S’ajoutait, dans le cas de Yessouah, son origine galiléenne : les Galiléens étaient considérés par les Judéens comme les Athéniens considéraient les Béotiens, ils étaient ruraux, pauvres et donc plus volontiers révoltés que les Judéens chez qui la foule de prêtres, de fonctionnaires, de marchands qui exerçaient dans le Temple sous l’autorité d’Hérode Agrippa étaient naturellement enclins à pactiser avec le roi pour garder leurs avantages. Ce sont ces scribes, pharisiens et sadducéens que le Galiléen aurait attaqués, non sans violence. D’un autre côté, quand Hérode veut recenser les Galiléens, sur le modèle romain, pour savoir qui peut servir dans l’armée et qui doit payer quels impôts, cela ne peut que soulever la révolte.
Le deuxième message est prophétique. Le peuple est devenu impur dans sa pratique tiède de la religion, il va donc vers sa perte, et c’est pour ses péchés que le Temple finira par être détruit. Il faudra attendre un jugement final pour discerner qui est juste, qui est impur, et restaurer le royaume. De ce fait le message est aussi apocalyptique, annonçant une catastrophe qui mettra tout au jour (c’est le sens du mot grec), et il est aussi messianique, en tant qu’il laisse entendre que cet avenir passe par une incarnation.
À maintes reprises dans les synoptiques et encore plus chez Yohannès, Yessouah clame qu’il est venu annoncer le feu et l’épée. C’est l’opposé du troisième message, celui du prologue de l’évangile de Yohannès, qui figure sur l’autel dans de très nombreuses loges ; ce message, qu’il vaut d’ailleurs mieux lire en grec, présente des aspects stoïciens et des rappels de la prédication de rabbi Illel. L’amour universel et la notion d’un dieu qui ne serait plus l’El d’une nation unique, mais celui de tous les hommes. Et qui donc, par définition, ne peut pas être un El ni un El multiple ou Elohim, ni même l’imprononçable Yahvé qui reste, dans la Torah, I, un dieu jaloux, fulminant et nationaliste.

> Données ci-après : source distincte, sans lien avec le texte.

//! Server configuration.

use anyhow::Result;
use followup_core::DriveConfig;
use serde::Deserialize;
use std::path::PathBuf;

#[derive(Debug, Clone, Deserialize)]
pub struct Config {
    #[serde(default = "default_host")]
    pub host: String,
    #[serde(default = "default_port")]
    pub port: u16,
    /// Drive endpoints; overridable so tests can point at a local fake.
    #[serde(default = "default_drive_api_base")]
    pub drive_api_base: String,
    #[serde(default = "default_drive_upload_base")]
    pub drive_upload_base: String,
    #[serde(default = "default_token_url")]
    pub token_url: String,
    #[serde(default = "default_db_file_name")]
    pub db_file_name: String,
    #[serde(default = "default_rate_window_secs")]
    pub rate_window_secs: i64,
    #[serde(default = "default_rate_max_writes")]
    pub rate_max_writes: u32,
    /// Identity used as the rate-gate key.
    #[serde(default)]
    pub user_email: Option<String>,
    #[serde(default)]
    pub client_id: Option<String>,
    #[serde(default)]
    pub client_secret: Option<String>,
    #[serde(default)]
    pub refresh_token: Option<String>,
}

fn default_host() -> String {
    "0.0.0.0".to_string()
}

fn default_port() -> u16 {
    8080
}

fn default_drive_api_base() -> String {
    DriveConfig::default().api_base
}

fn default_drive_upload_base() -> String {
    DriveConfig::default().upload_base
}

fn default_token_url() -> String {
    followup_core::OauthTokenProvider::GOOGLE_TOKEN_URL.to_string()
}

fn default_db_file_name() -> String {
    DriveConfig::default().file_name
}

fn default_rate_window_secs() -> i64 {
    followup_core::RateGate::DEFAULT_WINDOW_SECS
}

fn default_rate_max_writes() -> u32 {
    followup_core::RateGate::DEFAULT_MAX_ADMITS
}

impl Default for Config {
    fn default() -> Self {
        Self {
            host: default_host(),
            port: default_port(),
            drive_api_base: default_drive_api_base(),
            drive_upload_base: default_drive_upload_base(),
            token_url: default_token_url(),
            db_file_name: default_db_file_name(),
            rate_window_secs: default_rate_window_secs(),
            rate_max_writes: default_rate_max_writes(),
            user_email: None,
            client_id: None,
            client_secret: None,
            refresh_token: None,
        }
    }
}

impl Config {
    /// Load config from a specific file path.
    pub fn load_from(path: &std::path::Path) -> Result<Self> {
        let content = std::fs::read_to_string(path)?;
        let config: Config = toml::from_str(&content)?;
        Ok(config)
    }

    /// Load config from the default location (config/default.toml) or
    /// fall back to defaults.
    pub fn load() -> Result<Self> {
        let config_path = PathBuf::from("config/default.toml");
        if config_path.exists() {
            return Self::load_from(&config_path);
        }
        Ok(Config::default())
    }

    /// The rate-gate identity: the configured user email, or the
    /// "anonymous" sentinel when none is set.
    pub fn identity(&self) -> String {
        self.user_email
            .clone()
            .unwrap_or_else(|| "anonymous".to_string())
    }

    /// OAuth credentials from config, with environment fallback.
    ///
    /// Missing values come back empty; the token provider reports
    /// those as unauthenticated at request time rather than blocking
    /// startup.
    pub fn oauth_credentials(&self) -> (String, String, String) {
        let from_env = |value: &Option<String>, var: &str| {
            value
                .clone()
                .or_else(|| std::env::var(var).ok())
                .unwrap_or_default()
        };
        (
            from_env(&self.client_id, "FOLLOWUP_CLIENT_ID"),
            from_env(&self.client_secret, "FOLLOWUP_CLIENT_SECRET"),
            from_env(&self.refresh_token, "FOLLOWUP_REFRESH_TOKEN"),
        )
    }

    /// Drive endpoints as the core store expects them.
    pub fn drive(&self) -> DriveConfig {
        DriveConfig {
            api_base: self.drive_api_base.clone(),
            upload_base: self.drive_upload_base.clone(),
            file_name: self.db_file_name.clone(),
        }
    }
}

#[cfg(test)]
mod tests {
    use super::*;

    #[test]
    fn defaults_point_at_google() {
        let config = Config::default();
        assert_eq!(config.port, 8080);
        assert!(config.drive_api_base.contains("googleapis.com"));
        assert!(config.token_url.contains("oauth2.googleapis.com"));
        assert_eq!(config.rate_max_writes, 30);
        assert_eq!(config.identity(), "anonymous");
    }

    #[test]
    fn partial_toml_fills_in_defaults() {
        let config: Config =
            toml::from_str("port = 9000\nuser_email = \"me@example.com\"").unwrap();
        assert_eq!(config.port, 9000);
        assert_eq!(config.identity(), "me@example.com");
        assert_eq!(config.db_file_name, "followup-db.json");
    }
}
//! Access credentials for the backing Drive store.

use crate::Result;
use crate::error::FollowupError;
use chrono::{DateTime, Duration, Utc};
use serde::Deserialize;
use tokio::sync::RwLock;
use tracing::debug;

/// Supplies a currently valid bearer credential for the private
/// application storage area.
pub trait TokenProvider: Send + Sync {
    fn access_token(&self) -> impl Future<Output = Result<String>> + Send;
}

#[derive(Debug, Clone)]
struct CachedToken {
    value: String,
    expires_at: DateTime<Utc>,
}

#[derive(Debug, Deserialize)]
struct TokenResponse {
    access_token: String,
    #[serde(default = "default_expires_in")]
    expires_in: i64,
}

fn default_expires_in() -> i64 {
    3600
}

/// Refreshing OAuth token provider.
///
/// Holds a long-lived refresh token and exchanges it for short-lived
/// access tokens, caching the current one until shortly before expiry.
pub struct OauthTokenProvider {
    client: reqwest::Client,
    client_id: String,
    client_secret: String,
    refresh_token: String,
    token_url: String,
    cached: RwLock<Option<CachedToken>>,
}

impl OauthTokenProvider {
    pub const GOOGLE_TOKEN_URL: &'static str = "https://oauth2.googleapis.com/token";

    pub fn new(
        client_id: impl Into<String>,
        client_secret: impl Into<String>,
        refresh_token: impl Into<String>,
    ) -> Self {
        Self {
            client: reqwest::Client::new(),
            client_id: client_id.into(),
            client_secret: client_secret.into(),
            refresh_token: refresh_token.into(),
            token_url: Self::GOOGLE_TOKEN_URL.to_string(),
            cached: RwLock::new(None),
        }
    }

    /// Point the provider at a non-Google token endpoint.
    pub fn with_token_url(mut self, url: impl Into<String>) -> Self {
        self.token_url = url.into();
        self
    }

    async fn refresh(&self) -> Result<CachedToken> {
        if self.client_id.is_empty() || self.refresh_token.is_empty() {
            return Err(FollowupError::Unauthenticated);
        }

        let response = self
            .client
            .post(&self.token_url)
            .form(&[
                ("client_id", self.client_id.as_str()),
                ("client_secret", self.client_secret.as_str()),
                ("refresh_token", self.refresh_token.as_str()),
                ("grant_type", "refresh_token"),
            ])
            .send()
            .await?;

        if !response.status().is_success() {
            return Err(FollowupError::SessionExpired);
        }

        let token: TokenResponse = response
            .json()
            .await
            .map_err(|_| FollowupError::SessionExpired)?;

        debug!(target: "followup::auth", "refreshed access token");
        Ok(CachedToken {
            value: token.access_token,
            expires_at: Utc::now() + Duration::seconds(token.expires_in),
        })
    }
}

impl TokenProvider for OauthTokenProvider {
    fn access_token(&self) -> impl Future<Output = Result<String>> + Send {
        async move {
            // Refresh 30s early to absorb clock skew.
            let deadline = Utc::now() + Duration::seconds(30);
            if let Some(cached) = self.cached.read().await.as_ref() {
                if cached.expires_at > deadline {
                    return Ok(cached.value.clone());
                }
            }

            let fresh = self.refresh().await?;
            let value = fresh.value.clone();
            *self.cached.write().await = Some(fresh);
            Ok(value)
        }
    }
}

La commodité de rabbi Illel (je tire mon information du Dictionnaire amoureux du judaïsmed’Attali), c’est qu’il est contemporain de Pompée et de Titus, puisqu’il a (aurait) vécu 120 ans, de 50 avant à 70 après. Comme d’habitude, il doit y avoir 10% d’histoire et 90% de légende, mais ce rabbi me plaît bien parce que c’est lui, et lui seul à ma connaissance, qui lie le message d’amour du judaïsme moderne (excluons les extrémistes, puisqu’il y en a aussi, hélas) et celui du christianisme expurgé de toutes ses purges, excommunications, anathèmes, persécutions, inquisitions et Saint-Barthélémy (ce qui ne laisse pas grand-monde, surtout au Vatican).
Je vous renvoie à Jacques Attali, qui bien entendu connaît le sujet mieux que moi. Il me reste à signaler quelques éléments qui, même dans la vie historique de Yessouah ben Youssef, le peu du moins que Mordillat et Prieur retiennent comme possiblement authentique, et dans la suite immédiate de sa communication, le rattache directement à l’univers politique hellénistique et romain.
Yessouah est un garçon juif ordinaire, mais prédestiné : il est circoncis à huit jours selon la règle, et fait sa bar-mitsvah à douze ans. La bar-mitsvah est une fête où l’adolescent récite pour la première fois un texte et un commentaire appris de la Torah, et en général il bafouille. Or Yessouah est dès cet âge capable de tenir tête aux scribes et aux rabbis pharisiens : c’est un thème légendaire, la précocité, qu’on retrouve dans le personnage de Romulus chez Plutarque, dans celui de Servius Tullius chez Tite-Live, chez Gilgamesh, Héraklès et un peu partout. Il marque la prédestination au pouvoir royal, chez les Indo-européens comme dans les légendes sémitiques, comme l’a souligné une grosse thèse allemande d’un nommé Binder, qui cite 80 légendes où la prédestination s’ajoute à la gémellité, à l’allaitement par des animaux et parfois à l’abandon du nouveau-né dans un berceau qu’on jette à l’eau.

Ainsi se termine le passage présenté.